In the weary litany of dreadful events, in terms of modus operandi this one counts as a deliberate running down of pedestrians, but in this case without the additional stabbing. With commendable restraint, the injured crowd handed the assailant, a 47-year-old white man, over to the Police. He had already declared: “I want to kill Muslims.” As seems usual, he too was taken off to hospital “as a precaution” in case he was injured in the process of trying to kill people. The van was apparently hired in Wales. He was not known to the authorities, the authorities say. His neighbours say he is Darren Osborne, of Cardiff, and they are very surprised at his actions.

Political leaders have visited the scene and made statements.

Meanwhile, in the still raw aftermath of the Grenfell Tower tragedy, the Press have done what they always do after a disaster: they have identified the heroes and the villains. The latter category is understandably generating most attention. The local Borough leaders are accused of incompetence and worse, and the search for who knew what, and approved what, at what stage, continues with renewed vigour. Meanwhile, once the Press had agreed how wrong it was of emergency service operators to advise people to stay put in their flats, the Fire Service have said that that remains their advice “in the majority of circumstances”.

There is general surprise that the fire spread so quickly. However, it is not yet known with any precision when the fire started. An emergency call was received at 00.54 in the morning of 14 June. At least one neighbour says he was shown the fire in the flat, which implies the front door was open at some stage, and some accounts say that the flat owner took time to pack some suitcases before leaving. This is unclear, as so much is always unclear in the immediate aftermath of a fire.

The old way of doing things was to gather forensic evidence and interview all the people concerned, once they were over the immediate shock of the event, and then put together the best estimate of what actually happened. Modern times demand a faster pace, and everyone is sure the fire spread very quickly. It seems probable that the cladding was a major contributor, but since most things burn at a high temperature, the time from first flames to the fire brigade being called is crucial to understanding the vulnerabilities of such buildings and their defensive systems. The case for sprinkler systems seems very strong, and if the economic case for installing them in every flat is considered problematical, it seems highly unwise not to have them in the stairwells and ground floor exit lobby at the very least, and preferably also in all the corridors.

It would good be to say that London is keeping calm and carrying on, but these are not normal times. There is a sense of things having shifted in some profound way. It is not just the rush to judgment, but a rush to a lack of judgment, and implausible assurances to all and sundry that everything will be taken care of (those in government), or must be taken care of (those wanting to be in government) and a competition among all politicians to show compassion, outrage, leadership, or whatever is required on an hourly basis by the public.
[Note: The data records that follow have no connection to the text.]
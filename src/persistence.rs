//! # SQLite Trip Repository
//!
//! Stores trip history and the current bike / fuel state in SQLite.
//!
//! ## Tables
//!
//! - `app_state`: a single row keyed `'appState'` with the selected bike
//!   and current fuel volume
//! - `trips`: one row per completed trip; the raw speed history is kept as
//!   a MessagePack blob since it is only ever read back whole

use chrono::{DateTime, Utc};
use log::{debug, info};
use rusqlite::{params, Connection, OptionalExtension};

use crate::bikes::{Bike, SpeedRange};
use crate::repository::{AppState, TripRepository};
use crate::trip::TripRecord;
use crate::{MileageError, Result};

const APP_STATE_KEY: &str = "appState";

/// Trip repository backed by a SQLite database file.
pub struct SqliteTripRepository {
    /// Database connection
    db: Connection,

    /// Database path (":memory:" for tests)
    db_path: String,
}

impl SqliteTripRepository {
    // ========================================================================
    // Initialization
    // ========================================================================

    /// Open (or create) the database at `db_path`.
    ///
    /// The schema is not created until [`TripRepository::initialize`].
    pub fn new(db_path: &str) -> Result<Self> {
        let db = Connection::open(db_path)?;
        Ok(Self {
            db,
            db_path: db_path.to_string(),
        })
    }

    /// Create an in-memory database (for testing).
    pub fn in_memory() -> Result<Self> {
        Self::new(":memory:")
    }

    pub fn db_path(&self) -> &str {
        &self.db_path
    }

    /// Initialize the database schema.
    fn init_schema(conn: &Connection) -> Result<()> {
        conn.execute_batch(
            r#"
            -- Selected bike and fuel (single row)
            CREATE TABLE IF NOT EXISTS app_state (
                id TEXT PRIMARY KEY,
                make TEXT NOT NULL,
                model TEXT NOT NULL,
                average_km_per_liter REAL NOT NULL,
                tank_size_liters REAL NOT NULL,
                optimal_min REAL NOT NULL,
                optimal_max REAL NOT NULL,
                fuel_liters REAL NOT NULL
            );

            -- Completed trips
            CREATE TABLE IF NOT EXISTS trips (
                id INTEGER PRIMARY KEY AUTOINCREMENT,
                date TEXT NOT NULL,
                distance_km REAL NOT NULL,
                speed_history BLOB NOT NULL,
                bike_make TEXT NOT NULL,
                bike_model TEXT NOT NULL,
                avg_speed_kmh REAL NOT NULL,
                max_speed_kmh REAL NOT NULL
            );

            CREATE INDEX IF NOT EXISTS idx_trips_date ON trips(date);
            "#,
        )?;
        Ok(())
    }

    // ========================================================================
    // Row mapping
    // ========================================================================

    fn load_trips(&self) -> Result<Vec<TripRecord>> {
        let mut stmt = self.db.prepare(
            "SELECT id, date, distance_km, speed_history, bike_make, bike_model,
                    avg_speed_kmh, max_speed_kmh
             FROM trips ORDER BY id",
        )?;

        let rows = stmt.query_map([], |row| {
            Ok((
                row.get::<_, i64>(0)?,
                row.get::<_, String>(1)?,
                row.get::<_, f64>(2)?,
                row.get::<_, Vec<u8>>(3)?,
                row.get::<_, String>(4)?,
                row.get::<_, String>(5)?,
                row.get::<_, f64>(6)?,
                row.get::<_, f64>(7)?,
            ))
        })?;

        let mut trips = Vec::new();
        for row in rows {
            let (id, date, distance_km, blob, bike_make, bike_model, avg, max) = row?;
            let date = DateTime::parse_from_rfc3339(&date)
                .map_err(|e| MileageError::storage(format!("trip {} has bad date: {}", id, e)))?
                .with_timezone(&Utc);
            let speed_history: Vec<f64> = rmp_serde::from_slice(&blob)?;

            trips.push(TripRecord {
                id: Some(id),
                date,
                distance_km,
                speed_history,
                bike_make,
                bike_model,
                avg_speed_kmh: avg,
                max_speed_kmh: max,
            });
        }
        Ok(trips)
    }
}

impl TripRepository for SqliteTripRepository {
    fn initialize(&mut self) -> Result<()> {
        Self::init_schema(&self.db)?;
        info!("[SqliteTripRepository] Ready at {}", self.db_path);
        Ok(())
    }

    fn get_app_state(&self) -> Result<Option<AppState>> {
        let state = self
            .db
            .query_row(
                "SELECT make, model, average_km_per_liter, tank_size_liters,
                        optimal_min, optimal_max, fuel_liters
                 FROM app_state WHERE id = ?",
                params![APP_STATE_KEY],
                |row| {
                    Ok(AppState {
                        bike: Bike {
                            make: row.get(0)?,
                            model: row.get(1)?,
                            average_km_per_liter: row.get(2)?,
                            tank_size_liters: row.get(3)?,
                            optimal_speed: SpeedRange::new(row.get(4)?, row.get(5)?),
                        },
                        fuel_liters: row.get(6)?,
                    })
                },
            )
            .optional()?;
        Ok(state)
    }

    fn save_app_state(&mut self, state: &AppState) -> Result<()> {
        let bike = &state.bike;
        self.db.execute(
            "INSERT OR REPLACE INTO app_state
                (id, make, model, average_km_per_liter, tank_size_liters,
                 optimal_min, optimal_max, fuel_liters)
             VALUES (?, ?, ?, ?, ?, ?, ?, ?)",
            params![
                APP_STATE_KEY,
                bike.make,
                bike.model,
                bike.average_km_per_liter,
                bike.tank_size_liters,
                bike.optimal_speed.min,
                bike.optimal_speed.max,
                state.fuel_liters,
            ],
        )?;
        debug!(
            "[SqliteTripRepository] Saved state: {} with {:.2} L",
            bike.display_name(),
            state.fuel_liters
        );
        Ok(())
    }

    fn add_trip(&mut self, record: &TripRecord) -> Result<i64> {
        let blob = rmp_serde::to_vec(&record.speed_history)?;
        self.db.execute(
            "INSERT INTO trips
                (date, distance_km, speed_history, bike_make, bike_model,
                 avg_speed_kmh, max_speed_kmh)
             VALUES (?, ?, ?, ?, ?, ?, ?)",
            params![
                record.date.to_rfc3339(),
                record.distance_km,
                blob,
                record.bike_make,
                record.bike_model,
                record.avg_speed_kmh,
                record.max_speed_kmh,
            ],
        )?;
        let id = self.db.last_insert_rowid();
        debug!(
            "[SqliteTripRepository] Trip {} stored ({:.2} km, {} samples)",
            id,
            record.distance_km,
            record.speed_history.len()
        );
        Ok(id)
    }

    fn get_all_trips(&self) -> Result<Vec<TripRecord>> {
        self.load_trips()
    }

    fn delete_trip(&mut self, id: i64) -> Result<()> {
        self.db.execute("DELETE FROM trips WHERE id = ?", params![id])?;
        Ok(())
    }

    fn clear_trips(&mut self) -> Result<()> {
        self.db.execute("DELETE FROM trips", [])?;
        info!("[SqliteTripRepository] Trip history cleared");
        Ok(())
    }
}

// ============================================================================
// Tests
// ============================================================================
Perhaps rain will make a difference.


grenfell tower on fire

A fire in a tower block in London spread to burn out the whole 27 storey building, with large loss of life, possibly almost 100 dead. The probable cause of the fire was said to be a faulty refrigerator in a 4th floor flat, followed by an astoundingly quick spread of the flames, involving recently applied insulation panels on the external walls of the building, which ignited to cause a massive conflagration. Some residents threw out their children and themselves from the building, in sights that will be all too familiar after the Twin Towers. Others waved from windows asking for help, but there was no external way of bringing them down, and even water hoses could reach little further than the 6th floor.

Residents said that no alarms sounded; and that the advice they had been given was that they should stay in their flats behind their fire proof doors, which would keep them safe for at least an hour while the fire service, which arrived within 6 minutes, put out the blaze. In fact, the fire service was not able to deal with the fast-spreading fire, and many people were burned alive in their flats. Many bodies will never be recovered.

There are many facts which have come to the fore after this terrible event, with more coming out each day, and more when the official enquiry takes place. The first is that some electrical devices such as fridges and freezers are known previously to have exploded in people’s homes elsewhere, sometimes causing fatalities. This is rare, but is said to be a little higher with new environment-friendly coolants. If a malfunctioning fridge can cause a tower block to burn down then everything installed or stored in a flat will have to be monitored very carefully for ever. If the polyethylene core insulation cladding was the cause of the spread of the fire, as seems all too evident in the pictures taken of the conflagration, then either it was specified wrongly, or applied wrongly, or the established fire testing techniques and quality controls on building materials are at fault. Luxury flats in the Arabian Gulf and Australia have suffered similar fires, so there may be a world-wide problem with some external insulation panels. They are banned or restricted in Germany and the US.

There was no sprinkler system in the building, but it was built of concrete, and the internal compartmentalization of the apartments should have prevented the fire from spreading quickly. In fact, the external insulation may have bridged that protection by providing an inflammable chimney all around the building. The tower has 6 flats per floor, and only one internal staircase, meaning that any blockage of that staircase for any reason, including toxic smoke, builder’s materials or personal belongings, effectively prevents emergency exit. The internal staircase debouches into the same common ground floor lounge where the 2 lift shafts debouche, so a moderate fire in that lounge would cut off both exit routes. Fireproof separation of the exit routes would be preferable. The external entrance to that ground floor also had no covering roof even for a few yards of the walkway, so blazing insulating materials and debris fell on those leaving and entering. As the fire took hold there were shattering explosions, with blue flames, which might have been the partly installed new domestic gas supplies in not-yet-covered gas pipes, or possibly propane gas cylinders used by some residents for cooking. Which of these is unknown, but explosions were reported, and the blue flames noted.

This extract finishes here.